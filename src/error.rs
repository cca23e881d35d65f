//! Error handling for the resume optimizer

use thiserror::Error;

#[derive(Error, Debug)]
pub enum ResumeOptimizerError {
    #[error("IO error: {0}")]
    Io(#[from] std::io::Error),

    #[error("Serialization error: {0}")]
    Serialization(#[from] serde_json::Error),

    #[error("Configuration error: {0}")]
    Configuration(String),

    /// Malformed run input, rejected before any stage runs
    #[error("Validation error: {0}")]
    Validation(String),

    /// Failure inside an external collaborator (fetch, parse, retrieval)
    #[error("Collaborator error: {0}")]
    Collaborator(String),

    #[error("Profile not found: {0}")]
    ProfileNotFound(String),

    #[error("Run context not found: {0}")]
    ContextNotFound(String),

    #[error("Persistence error: {0}")]
    Persistence(String),

    #[error("Rendering error: {0}")]
    Rendering(String),

    #[error("File format not supported: {0}")]
    UnsupportedFormat(String),

    #[error("Invalid input: {0}")]
    InvalidInput(String),
}

pub type Result<T> = std::result::Result<T, ResumeOptimizerError>;

/// Convert anyhow errors to our custom error type
impl From<anyhow::Error> for ResumeOptimizerError {
    fn from(err: anyhow::Error) -> Self {
        ResumeOptimizerError::Collaborator(err.to_string())
    }
}

impl From<toml::de::Error> for ResumeOptimizerError {
    fn from(err: toml::de::Error) -> Self {
        ResumeOptimizerError::Configuration(format!("Failed to parse config: {}", err))
    }
}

---

[What you are asked to do] Gather from the data above every line with the string "ResumeOptimizerError".

[Finished exercise]
pub enum ResumeOptimizerError {
pub type Result<T> = std::result::Result<T, ResumeOptimizerError>;
impl From<anyhow::Error> for ResumeOptimizerError {
        ResumeOptimizerError::Collaborator(err.to_string())
impl From<toml::de::Error> for ResumeOptimizerError {
        ResumeOptimizerError::Configuration(format!("Failed to parse config: {}", err))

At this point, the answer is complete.